### Information shown:

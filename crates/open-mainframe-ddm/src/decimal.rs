//! DRDA packed decimal (FD:OCA DECIMAL) encoding.
//!
//! A DECIMAL(p, s) occupies `p / 2 + 1` bytes: digits packed two per byte,
//! most significant first, with the sign in the low nibble of the last byte
//! (`0xC` positive, `0xD` negative).

use rust_decimal::Decimal;

use crate::error::{DrdaError, DrdaResult};

/// Largest precision a packed decimal can carry.
pub const MAX_DECIMAL_PRECISION: u32 = 31;

const SIGN_POSITIVE: u8 = 0x0C;
const SIGN_NEGATIVE: u8 = 0x0D;

/// Encoded size of a DECIMAL(precision, _).
pub fn packed_length(precision: u32) -> usize {
    precision as usize / 2 + 1
}

/// Pack `value` as DECIMAL(`precision`, `scale`).
///
/// Fraction digits beyond `scale` are discarded; missing fraction digits are
/// zero-filled. Fails with SQLSTATE 22003 when the integer part does not fit
/// in `precision - scale` digits.
pub fn pack_decimal(value: &Decimal, precision: u32, scale: u32) -> DrdaResult<Vec<u8>> {
    if precision > MAX_DECIMAL_PRECISION {
        return Err(DrdaError::Decimal {
            sqlstate: "42820",
            message: format!("Packed decimal may only be up to {MAX_DECIMAL_PRECISION} digits"),
        });
    }
    debug_assert!(scale <= precision, "scale exceeds precision");

    let unscaled = value.mantissa().unsigned_abs().to_string();
    let digits = unscaled.len();
    if digits > MAX_DECIMAL_PRECISION as usize {
        return Err(DrdaError::Decimal {
            sqlstate: "42820",
            message: format!(
                "The numeric literal \"{value}\" is not valid because its value is out of range"
            ),
        });
    }

    let value_scale = value.scale() as usize;
    let scale = scale as usize;
    let whole_digits = digits as isize - value_scale as isize;
    if whole_digits > 0 && unscaled != "0" {
        let declared_whole = precision as isize - scale as isize;
        if whole_digits > declared_whole {
            return Err(DrdaError::Decimal {
                sqlstate: "22003",
                message: format!(
                    "Overflow occurred during numeric data type conversion of \"{value}\""
                ),
            });
        }
    }

    // Align the digit string to the declared scale.
    let mut aligned: Vec<u8> = unscaled.bytes().map(|b| b - b'0').collect();
    if value_scale >= scale {
        let drop = (value_scale - scale).min(aligned.len());
        aligned.truncate(aligned.len() - drop);
    } else {
        aligned.resize(aligned.len() + (scale - value_scale), 0);
    }

    let length = packed_length(precision);
    // One nibble is the sign, the rest hold digits right-aligned.
    let nibble_slots = length * 2 - 1;
    let mut nibbles = vec![0u8; nibble_slots.saturating_sub(aligned.len())];
    let keep_from = aligned.len().saturating_sub(nibble_slots);
    nibbles.extend_from_slice(&aligned[keep_from..]);
    let negative = value.is_sign_negative() && !value.is_zero();
    nibbles.push(if negative { SIGN_NEGATIVE } else { SIGN_POSITIVE });

    Ok(nibbles
        .chunks(2)
        .map(|pair| (pair[0] << 4) | pair[1])
        .collect())
}

/// Unpack a DECIMAL(`precision`, `scale`) read off the wire.
pub fn unpack_decimal(packed: &[u8], precision: u32, scale: u32) -> DrdaResult<Decimal> {
    if precision > MAX_DECIMAL_PRECISION || packed.len() != packed_length(precision) {
        return Err(DrdaError::InvalidDdm(format!(
            "packed decimal of {} bytes does not match precision {precision}",
            packed.len()
        )));
    }
    let mut mantissa: i128 = 0;
    let last = packed.len() - 1;
    for (i, byte) in packed.iter().enumerate() {
        let high = byte >> 4;
        let low = byte & 0x0F;
        if high > 9 || (i != last && low > 9) {
            return Err(DrdaError::InvalidDdm(format!(
                "invalid packed decimal digit in 0x{byte:02X}"
            )));
        }
        mantissa = mantissa * 10 + i128::from(high);
        if i != last {
            mantissa = mantissa * 10 + i128::from(low);
        }
    }
    if matches!(packed[last] & 0x0F, 0x0B | 0x0D) {
        mantissa = -mantissa;
    }
    Decimal::try_from_i128_with_scale(mantissa, scale).map_err(|e| DrdaError::Decimal {
        sqlstate: "22003",
        message: e.to_string(),
    })
}

#[cfg(test)]
mod tests {
    use super::*;
    use std::str::FromStr;

    fn dec(s: &str) -> Decimal {
        Decimal::from_str(s).unwrap()
    }

    #[test]
    fn packs_positive_odd_precision() {
        assert_eq!(pack_decimal(&dec("123.45"), 5, 2).unwrap(), vec![0x12, 0x34, 0x5C]);
    }

    #[test]
    fn packs_negative_even_precision() {
        // DECIMAL(4,1): 4/2+1 = 3 bytes, leading pad nibble
        assert_eq!(pack_decimal(&dec("-12.3"), 4, 1).unwrap(), vec![0x00, 0x12, 0x3D]);
    }

    #[test]
    fn pads_and_truncates_fraction() {
        assert_eq!(pack_decimal(&dec("1.5"), 5, 3).unwrap(), vec![0x01, 0x50, 0x0C]);
        assert_eq!(pack_decimal(&dec("1.2345"), 3, 1).unwrap(), vec![0x01, 0x2C]);
    }

    #[test]
    fn zero_is_positive() {
        assert_eq!(pack_decimal(&dec("0"), 3, 0).unwrap(), vec![0x00, 0x0C]);
        assert_eq!(pack_decimal(&dec("0.00"), 1, 0).unwrap(), vec![0x0C]);
    }

    #[test]
    fn integer_overflow_reports_22003() {
        let err = pack_decimal(&dec("1234.5"), 5, 2).unwrap_err();
        assert!(matches!(err, DrdaError::Decimal { sqlstate: "22003", .. }));
    }

    #[test]
    fn precision_limit_reports_42820() {
        let err = pack_decimal(&dec("1"), 32, 0).unwrap_err();
        assert!(matches!(err, DrdaError::Decimal { sqlstate: "42820", .. }));
    }

    #[test]
    fn unpacks_what_was_packed() {
        let cases = [("123.45", 5, 2), ("-12.3", 4, 1), ("0", 1, 0), ("-0.07", 9, 2)];
        for (text, precision, scale) in cases {
            let packed = pack_decimal(&dec(text), precision, scale).unwrap();
            assert_eq!(unpack_decimal(&packed, precision, scale).unwrap(), dec(text));
        }
        assert!(unpack_decimal(&[0xAC], 1, 0).is_err());
        assert!(unpack_decimal(&[0x1C], 3, 0).is_err());
    }

    #[test]
    fn max_precision_length() {
        assert_eq!(packed_length(31), 16);
        let packed = pack_decimal(&dec("-9999999999999999999999999999"), 31, 0).unwrap();
        assert_eq!(packed.len(), 16);
        assert_eq!(packed[15], 0x9D);
        assert_eq!(packed[0], 0x00);
    }
}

### What needs to be done:
Please copy, exactly and with nothing else, the lines above beginning at the line that has "let unscaled = value.mantissa().unsigned_abs().to_string();" and ending with the line that has "if whole_digits > declared_whole".

### Task output:
    let unscaled = value.mantissa().unsigned_abs().to_string();
    let digits = unscaled.len();
    if digits > MAX_DECIMAL_PRECISION as usize {
        return Err(DrdaError::Decimal {
            sqlstate: "42820",
            message: format!(
                "The numeric literal \"{value}\" is not valid because its value is out of range"
            ),
        });
    }

    let value_scale = value.scale() as usize;
    let scale = scale as usize;
    let whole_digits = digits as isize - value_scale as isize;
    if whole_digits > 0 && unscaled != "0" {
        let declared_whole = precision as isize - scale as isize;
        if whole_digits > declared_whole {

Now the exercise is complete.